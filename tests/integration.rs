// ABOUTME: Integration tests verifying modules work together.
// ABOUTME: Several instances share one MemoryStore to exercise cross-instance behavior.

use std::sync::Arc;
use std::time::Duration;

use parking_lot::Mutex;
use tokio::sync::{Semaphore, mpsc};
use toolgate::prelude::*;
use toolgate::store::keys;

/// Records every payload id it runs; optionally waits on a gate.
struct RecordingExecutor {
    calls: Mutex<Vec<String>>,
    gate: Option<Arc<Semaphore>>,
}

impl RecordingExecutor {
    fn new() -> Self {
        Self {
            calls: Mutex::new(Vec::new()),
            gate: None,
        }
    }

    fn gated(gate: Arc<Semaphore>) -> Self {
        Self {
            calls: Mutex::new(Vec::new()),
            gate: Some(gate),
        }
    }

    fn calls(&self) -> Vec<String> {
        self.calls.lock().clone()
    }
}

#[async_trait::async_trait]
impl Executor for RecordingExecutor {
    async fn dispatch(
        &self,
        payload: &serde_json::Value,
    ) -> Result<ExecutionResult, anyhow::Error> {
        let id = payload["id"]
            .as_str()
            .ok_or_else(|| anyhow::anyhow!("payload missing id"))?
            .to_string();
        self.calls.lock().push(id.clone());
        if let Some(gate) = &self.gate {
            gate.acquire().await?.forget();
        }
        Ok(ExecutionResult::success(format!("handled {}", id)))
    }
}

struct Instance {
    dispatcher: Arc<Dispatcher>,
    outcomes: mpsc::UnboundedReceiver<DispatchOutcome>,
}

fn instance(
    id: &str,
    store: &Arc<MemoryStore>,
    clock: &Arc<ManualClock>,
    executor: Arc<RecordingExecutor>,
) -> Instance {
    let queue = Arc::new(PriorityQueueManager::new(clock.clone()));
    let limiter = Arc::new(RateLimiter::new(RateLimitConfig::default(), clock.clone()).unwrap());
    let coordinator = Arc::new(InstanceCoordinator::new(
        store.clone(),
        id,
        CoordinationConfig::default(),
        clock.clone(),
        Arc::new(FixedRandom::new(0.0)),
    ));
    let (tx, outcomes) = mpsc::unbounded_channel();
    let dispatcher = Dispatcher::new(
        queue,
        limiter,
        coordinator,
        executor,
        &DispatcherConfig::default(),
    )
    .unwrap()
    .with_outcomes(tx);
    Instance {
        dispatcher: Arc::new(dispatcher),
        outcomes,
    }
}

fn enqueue(id: &str) -> EnqueueRequest {
    EnqueueRequest {
        request_id: id.to_string(),
        priority: "normal".to_string(),
        payload: serde_json::json!({ "id": id }),
        scheduled_at: None,
        source_agent: "triage-agent".to_string(),
    }
}

async fn recv(outcomes: &mut mpsc::UnboundedReceiver<DispatchOutcome>) -> DispatchOutcome {
    tokio::time::timeout(Duration::from_secs(2), outcomes.recv())
        .await
        .expect("outcome should arrive")
        .expect("channel open")
}

#[tokio::test]
async fn test_same_request_runs_on_one_instance() {
    let clock = Arc::new(ManualClock::new(1_700_000_000_000));
    let store = Arc::new(MemoryStore::new(clock.clone()));
    let gate = Arc::new(Semaphore::new(0));
    let executor = Arc::new(RecordingExecutor::gated(gate.clone()));

    let mut a = instance("instance-a", &store, &clock, executor.clone());
    let b = instance("instance-b", &store, &clock, executor.clone());
    a.dispatcher.queue().submit(enqueue("req-1")).unwrap();
    b.dispatcher.queue().submit(enqueue("req-1")).unwrap();

    assert!(matches!(
        a.dispatcher.run_cycle().await,
        CycleOutcome::Dispatched { .. }
    ));
    assert_eq!(
        b.dispatcher.run_cycle().await,
        CycleOutcome::ClaimConflict {
            request_id: "req-1".to_string()
        }
    );
    assert!(b.dispatcher.queue().is_empty());

    gate.add_permits(1);
    let outcome = recv(&mut a.outcomes).await;
    assert!(matches!(outcome.status, DispatchStatus::Completed { .. }));
    assert_eq!(executor.calls(), vec!["req-1"]);
}

#[tokio::test]
async fn test_crashed_owner_claim_expires() {
    let clock = Arc::new(ManualClock::new(1_700_000_000_000));
    let store = Arc::new(MemoryStore::new(clock.clone()));
    let executor = Arc::new(RecordingExecutor::new());

    // instance-a claims and then disappears without releasing
    let crashed = InstanceCoordinator::new(
        store.clone(),
        "instance-a",
        CoordinationConfig::default(),
        clock.clone(),
        Arc::new(FixedRandom::new(0.0)),
    );
    assert!(crashed.claim_request("req-1").await.unwrap());

    let mut b = instance("instance-b", &store, &clock, executor.clone());
    b.dispatcher.queue().submit(enqueue("req-1")).unwrap();
    assert!(matches!(
        b.dispatcher.run_cycle().await,
        CycleOutcome::ClaimConflict { .. }
    ));

    clock.advance(Duration::from_millis(
        CoordinationConfig::default().claim_ttl_ms + 1,
    ));
    b.dispatcher.queue().submit(enqueue("req-1")).unwrap();
    assert!(matches!(
        b.dispatcher.run_cycle().await,
        CycleOutcome::Dispatched { .. }
    ));
    let outcome = recv(&mut b.outcomes).await;
    assert_eq!(outcome.request_id, "req-1");
    assert_eq!(executor.calls(), vec!["req-1"]);
}

#[tokio::test]
async fn test_node_processes_requests_and_deregisters() {
    let store = Arc::new(MemoryStore::new(system_clock()));
    let executor = Arc::new(RecordingExecutor::new());
    let config = ToolgateConfig::from_toml_str(
        r#"
        instance_id = "node-a"

        [dispatcher]
        max_concurrent = 2
        idle_backoff_ms = 10

        [health]
        heartbeat_interval_ms = 50
        health_ttl_ms = 500
        dead_instance_threshold_ms = 5000
        "#,
    )
    .unwrap();

    let (tx, mut outcomes) = mpsc::unbounded_channel();
    let node = DispatchNode::builder(config, store.clone(), executor.clone())
        .with_random(Arc::new(FixedRandom::new(0.0)))
        .with_outcomes(tx)
        .start()
        .await
        .unwrap();
    assert_eq!(node.instance_id(), "node-a");

    for id in ["issue-1", "issue-2", "issue-3"] {
        node.submit(enqueue(id)).unwrap();
    }
    let mut done = Vec::new();
    for _ in 0..3 {
        let outcome = recv(&mut outcomes).await;
        assert!(matches!(outcome.status, DispatchStatus::Completed { .. }));
        done.push(outcome.request_id);
    }
    done.sort();
    assert_eq!(done, vec!["issue-1", "issue-2", "issue-3"]);

    let snapshot = node.snapshot().await;
    let cluster = snapshot.cluster.expect("node attaches a health monitor");
    assert_eq!(cluster.total, 1);
    assert_eq!(cluster.alive, 1);
    assert_eq!(snapshot.rate.count, 3);

    node.shutdown().await.unwrap();
    let registry = store
        .hash_get_all(&keys::registry_key("toolgate"))
        .await
        .unwrap();
    assert!(registry.is_empty());
}

#[tokio::test]
async fn test_node_rejects_invalid_config() {
    let store = Arc::new(MemoryStore::new(system_clock()));
    let mut config = ToolgateConfig::default();
    config.dispatcher.max_concurrent = 0;

    let result = DispatchNode::start(config, store, Arc::new(RecordingExecutor::new())).await;
    assert!(matches!(result, Err(ToolgateError::Config(_))));
}

#[tokio::test]
async fn test_invalid_priority_rejected_at_submit() {
    let clock = Arc::new(ManualClock::new(0));
    let store = Arc::new(MemoryStore::new(clock.clone()));
    let a = instance("instance-a", &store, &clock, Arc::new(RecordingExecutor::new()));

    let mut request = enqueue("req-1");
    request.priority = "critical".to_string();
    let err = a.dispatcher.queue().submit(request).unwrap_err();
    assert!(matches!(err, QueueError::InvalidPriority(_)));
    assert_eq!(ToolgateError::from(err).kind(), ErrorKind::ConfigurationError);
}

EXERCISE GOAL » Lines holding the string "Completed" are the answer; copy each one from the listing above.

SOLUTION TO THE EXERCISE »
    assert!(matches!(outcome.status, DispatchStatus::Completed { .. }));
        assert!(matches!(outcome.status, DispatchStatus::Completed { .. }));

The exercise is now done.